We pulled into the parking lot just as a monster and a skeleton were coming down the stairs. They spotted us and ran towards the car, growling and screaming and making ghostly noises. Behind the masks were two little girls intent on scaring us and were delighted when we screamed in terror. They fair danced with glee at our reaction. For the first time in days, we both laughed. They joined in our laughter. It was a terrific moment.
I had seen the 'masks' in the pharmacy's Halloween section. They are wonderfully creative in that they are toques that you pull down over your eyes, with two eye holes crafted such that they fit with the image printed on the fabric. One a 'Frankenstien' face, one a skull with big dark eyes. They come with gloves that match, green hands on one, skeleton hands on the other. On our way home from the Maritimes we decided to stop in Ottawa and go out for breakfast with Mike and the kids. Marissa was off working but Mike sent her pictures of the meal. One of Ruby with the Banana Split Waffle is destined to be a classic in their album.
My overwhelming sadness, held at bay during work hours, eased a bit as I taught, or tried to teach, Ruby to play X's and O's. She didn't see why it was necessary to be always X or always O. She thought it made sense to just put down which ever you wanted when it was your turn. Your turn, was your turn, and you should do what you want with it. After a couple of tries, I gave up and just played by a set of rules that formulated whilst playing. I figure Ruby's only just five, she doesn't need games full of rules right now.

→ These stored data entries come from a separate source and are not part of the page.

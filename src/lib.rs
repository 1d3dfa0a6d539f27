//! Connection and progress engine for tagged-message transports.
//!
//! This library performs no I/O of its own. It sits above a [`Provider`] —
//! a thin capability surface over an RDMA-style transport exposing
//! endpoints, tagged messages, stream channels and request completions —
//! and turns that polling-driven interface into a connection abstraction
//! with lifecycle management, timeout-driven establishment, in-band
//! control messages, and disciplined cancellation of in-flight
//! operations.
//!
//! One [`Worker`] is one cooperative single-threaded progress context.
//! Every user-visible operation either completes inline or returns
//! immediately; observable completion happens later, through a callback,
//! from within some future call to [`Worker::progress`]. The engine never
//! spawns threads and never takes locks on its own state.
//!
//! [`Provider`]: trait.Provider.html
//! [`Worker`]: struct.Worker.html
//! [`Worker::progress`]: struct.Worker.html#method.progress

extern crate byteorder;
extern crate bytes;
#[macro_use]
extern crate failure;
extern crate fnv;
extern crate slab;
#[macro_use]
extern crate slog;

#[cfg(test)]
#[macro_use]
extern crate assert_matches;
#[cfg(test)]
extern crate slog_term;

use std::fmt;

mod connection;
mod provider;
mod request;
mod tag;
mod worker;


pub use connection::{Connection, ConnectionHandle, DisconnectCb, EstablishCb, State};
pub use provider::{
    ConnRequestId, EpId, ListenerId, Provider, ProviderAttrs, ProviderEvent, Submit, WorkerId,
    FEATURE_AMO32, FEATURE_AMO64, FEATURE_RMA, FEATURE_STREAM, FEATURE_TAG, FEATURE_WAKEUP,
    REQUIRED_FEATURES,
};
pub use request::{Action, RecvCb, Request, RequestHandle, Requests, SendCb};
pub use tag::{
    data_tag, iomsg_conn_id, iomsg_tag, is_iomsg, tag_conn_id, tag_sn, Tag, IOMSG_BIT,
    TAG_MASK_FULL,
};
pub use worker::{Config, NoHooks, Worker, WorkerHooks};

/// Which side initiated a connection.
#[derive(Debug, Copy, Clone, Eq, PartialEq)]
pub enum Side {
    Client,
    Server,
}

/// Completion status carried by requests and connections.
///
/// Statuses are values, not `Err` types: they flow through completion
/// callbacks and connection records. `Ok` and `InProgress` are the two
/// non-error kinds; everything else is terminal for the operation (and,
/// on a connection, sticky).
#[derive(Debug, Copy, Clone, Eq, PartialEq)]
pub enum Status {
    Ok,
    InProgress,
    TimedOut,
    Cancelled,
    PeerClosed,
    EndpointFailed,
    BadAddress,
    OutOfResources,
    Unsupported,
}

impl Status {
    pub fn is_ok(self) -> bool {
        self == Status::Ok
    }

    pub fn is_err(self) -> bool {
        match self {
            Status::Ok | Status::InProgress => false,
            _ => true,
        }
    }
}

impl fmt::Display for Status {
    fn fmt(&self, f: &mut fmt::Formatter) -> fmt::Result {
        let s = match *self {
            Status::Ok => "ok",
            Status::InProgress => "operation in progress",
            Status::TimedOut => "timed out",
            Status::Cancelled => "cancelled",
            Status::PeerClosed => "closed by peer",
            Status::EndpointFailed => "endpoint failed",
            Status::BadAddress => "bad address",
            Status::OutOfResources => "out of resources",
            Status::Unsupported => "unsupported",
        };
        f.write_str(s)
    }
}

/// Errors surfaced by fallible setup paths.
#[derive(Debug, Fail)]
pub enum SetupError {
    #[fail(display = "failed to initialize provider context: {}", _0)]
    Context(Status),
    #[fail(display = "failed to create worker: {}", _0)]
    Worker(Status),
    #[fail(display = "failed to create listener: {}", _0)]
    Listener(Status),
    #[fail(display = "failed to post the in-band receive: {}", _0)]
    IomsgRecv(Status),
    #[fail(display = "provider lacks required feature bits {:#x}", _0)]
    Unsupported(u64),
}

The restaurant was overcrowded and noisy. Music blared from speakers, people blared at each other, we had to almost shout to be heard. But we passed away almost two hours just being together and chatting. Playing 'non-games' and having fun. Afterwards we went to the Dollar store to see how far 5 dollars could stretch. Apparently, to our surprise it stretched all the way to 12 dollars. Rules just weren't too important that day. I followed Ruby down an isle and she skipped along in front of me. She skipped simply because walking didn't make sense to her.
When we got in the car to go home, the sudden quiet was a shock. I laid back in my seat when suddenly a skull face appeared at one window and a monster face at the other. We screamed again. we laughed again, and then it was time to head back into the real world.
I welcomed grief back into the seat beside me. But, instead, it chose to stay in the back seat. I think the monsters scared it away a bit. And I suppose that's the point of childhood isn't it. For children to beat back, in tough moments, the thought that maybe it's really just hopeless. Maybe that's why we decided to take the extra time and travel the extra distance to have breakfast with the kind of monsters that make us laugh. Maybe we needed to be reminded that sometimes an X can become an O just because you want it to. That when it's your turn, it's your turn. And, that, even in a wheelchair, you can skip down the aisle of the Dollar Store.
Kids are great for that aren't they? I hope your "monsters" keep scaring that grief away for you.
Ruby knows the important rules - the rules of the heart, and of compassion. The arbitrary rules of the linear world - she'll learn to follow them when she needs to. Glad to hear that there are some times when the light does manage to shine through the clouds. Take care, Dave and Joe.
Sending you love and wishing I could ease your grief.
Thanks Dave, made me think of some "scary monsters" I know!
I know some little monsters who brighten my day...and that's without the costumes lol
They can lighten my heavy load (until the associated headaches kick in anyway!)
I hope you have the support you need :)
"She skipped simply because walking didn't make sense to her."
You write so brilliantly and never cease to amaze me.
Thank you for all you do and all you share.
You and Ruby are very lucky to have each other!
This is a beautiful story. I am so pleased that this speacial time in Ottawa was able to bring you and Joe some joy amongst this grief of which you speak.
Since I have heard you speak in Moncton last week it is as though I have been on a natural high and a crusade. The impact you have made on me has been incredible. Thank you again. Take care
Ruby's version of tic-tac-toe has been described in elementary math games books. I've tried playing with second graders who find it harder than the usual version, but perhaps that's because they thought that was the only way to play.
Eventually, though, more kids understood that lots of the games we played could have variants and sometimes those worked better than the "real" version.
I love what you write. I love the way you write. You grace me with gifts everyday. Thank you.
grief has been with me the last two days. old grief that hasnt stopped hurting, new grief that is brand new, fresh, and sharp.
i'm sorry you have grief, too. i hope that your loved ones surround you with hugs and that the love helps buffer the aches.